#### [Task statement]
Repeat nothing but the lines below running from the one containing "Fill per-identity overrides" to the one containing "if identity.ref_id.as_deref().is_none_or(str::is_empty) &&". Keep both end lines.

#### [Data for review]
════════════════════

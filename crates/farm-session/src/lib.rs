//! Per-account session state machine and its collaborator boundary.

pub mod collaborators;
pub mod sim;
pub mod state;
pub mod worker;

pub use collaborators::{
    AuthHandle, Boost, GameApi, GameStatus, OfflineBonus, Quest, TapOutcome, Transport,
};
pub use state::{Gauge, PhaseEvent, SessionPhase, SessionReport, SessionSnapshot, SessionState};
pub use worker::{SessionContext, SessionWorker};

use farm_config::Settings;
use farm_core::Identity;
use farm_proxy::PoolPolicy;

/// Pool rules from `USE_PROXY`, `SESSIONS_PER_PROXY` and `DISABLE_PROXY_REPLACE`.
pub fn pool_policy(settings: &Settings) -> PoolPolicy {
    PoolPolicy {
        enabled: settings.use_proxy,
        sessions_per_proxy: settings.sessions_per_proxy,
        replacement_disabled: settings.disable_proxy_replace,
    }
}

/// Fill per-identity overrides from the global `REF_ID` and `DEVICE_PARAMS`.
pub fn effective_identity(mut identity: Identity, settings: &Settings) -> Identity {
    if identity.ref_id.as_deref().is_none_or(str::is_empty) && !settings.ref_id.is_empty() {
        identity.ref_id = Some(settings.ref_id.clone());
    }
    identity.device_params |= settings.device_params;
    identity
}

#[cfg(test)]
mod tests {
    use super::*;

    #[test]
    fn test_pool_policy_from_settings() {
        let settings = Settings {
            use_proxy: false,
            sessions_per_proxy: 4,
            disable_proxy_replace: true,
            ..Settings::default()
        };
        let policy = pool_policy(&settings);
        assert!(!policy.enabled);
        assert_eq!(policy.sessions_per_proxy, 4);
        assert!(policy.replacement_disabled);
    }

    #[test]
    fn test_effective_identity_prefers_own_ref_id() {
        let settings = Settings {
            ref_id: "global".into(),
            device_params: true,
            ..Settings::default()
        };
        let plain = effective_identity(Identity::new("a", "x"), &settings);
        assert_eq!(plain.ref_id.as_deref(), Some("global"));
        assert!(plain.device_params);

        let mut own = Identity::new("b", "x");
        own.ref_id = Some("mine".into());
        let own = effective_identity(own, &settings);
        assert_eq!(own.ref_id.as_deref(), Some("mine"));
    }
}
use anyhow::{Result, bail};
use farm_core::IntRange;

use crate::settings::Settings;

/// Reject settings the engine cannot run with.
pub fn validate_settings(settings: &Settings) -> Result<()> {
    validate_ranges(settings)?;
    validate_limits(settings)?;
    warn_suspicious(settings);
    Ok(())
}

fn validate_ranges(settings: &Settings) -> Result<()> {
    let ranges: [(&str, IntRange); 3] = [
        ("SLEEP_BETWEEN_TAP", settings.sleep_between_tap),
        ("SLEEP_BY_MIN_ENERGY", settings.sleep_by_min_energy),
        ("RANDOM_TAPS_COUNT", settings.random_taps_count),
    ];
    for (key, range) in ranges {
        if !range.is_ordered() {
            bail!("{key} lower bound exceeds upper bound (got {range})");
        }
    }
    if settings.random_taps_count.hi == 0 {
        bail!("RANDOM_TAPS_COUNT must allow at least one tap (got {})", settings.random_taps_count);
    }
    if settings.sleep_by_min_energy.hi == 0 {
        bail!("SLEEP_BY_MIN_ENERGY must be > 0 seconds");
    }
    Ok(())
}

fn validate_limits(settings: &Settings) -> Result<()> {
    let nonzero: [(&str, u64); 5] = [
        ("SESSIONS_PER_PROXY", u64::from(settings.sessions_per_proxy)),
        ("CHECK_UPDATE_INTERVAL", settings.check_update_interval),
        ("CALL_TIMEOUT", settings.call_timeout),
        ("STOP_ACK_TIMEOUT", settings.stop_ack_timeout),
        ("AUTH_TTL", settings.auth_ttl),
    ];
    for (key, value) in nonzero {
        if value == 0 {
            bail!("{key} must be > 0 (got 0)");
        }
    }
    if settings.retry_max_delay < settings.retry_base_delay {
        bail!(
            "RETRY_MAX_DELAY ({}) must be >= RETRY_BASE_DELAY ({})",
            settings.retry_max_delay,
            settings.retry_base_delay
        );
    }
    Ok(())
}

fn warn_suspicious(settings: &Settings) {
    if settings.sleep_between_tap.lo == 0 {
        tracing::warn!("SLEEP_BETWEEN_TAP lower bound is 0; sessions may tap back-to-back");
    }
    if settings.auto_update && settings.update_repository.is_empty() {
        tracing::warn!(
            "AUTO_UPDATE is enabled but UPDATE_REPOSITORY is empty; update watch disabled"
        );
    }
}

════════════════════

#### [Problem solution]
/// Fill per-identity overrides from the global `REF_ID` and `DEVICE_PARAMS`.
pub fn effective_identity(mut identity: Identity, settings: &Settings) -> Identity {
    if identity.ref_id.as_deref().is_none_or(str::is_empty) && !settings.ref_id.is_empty() {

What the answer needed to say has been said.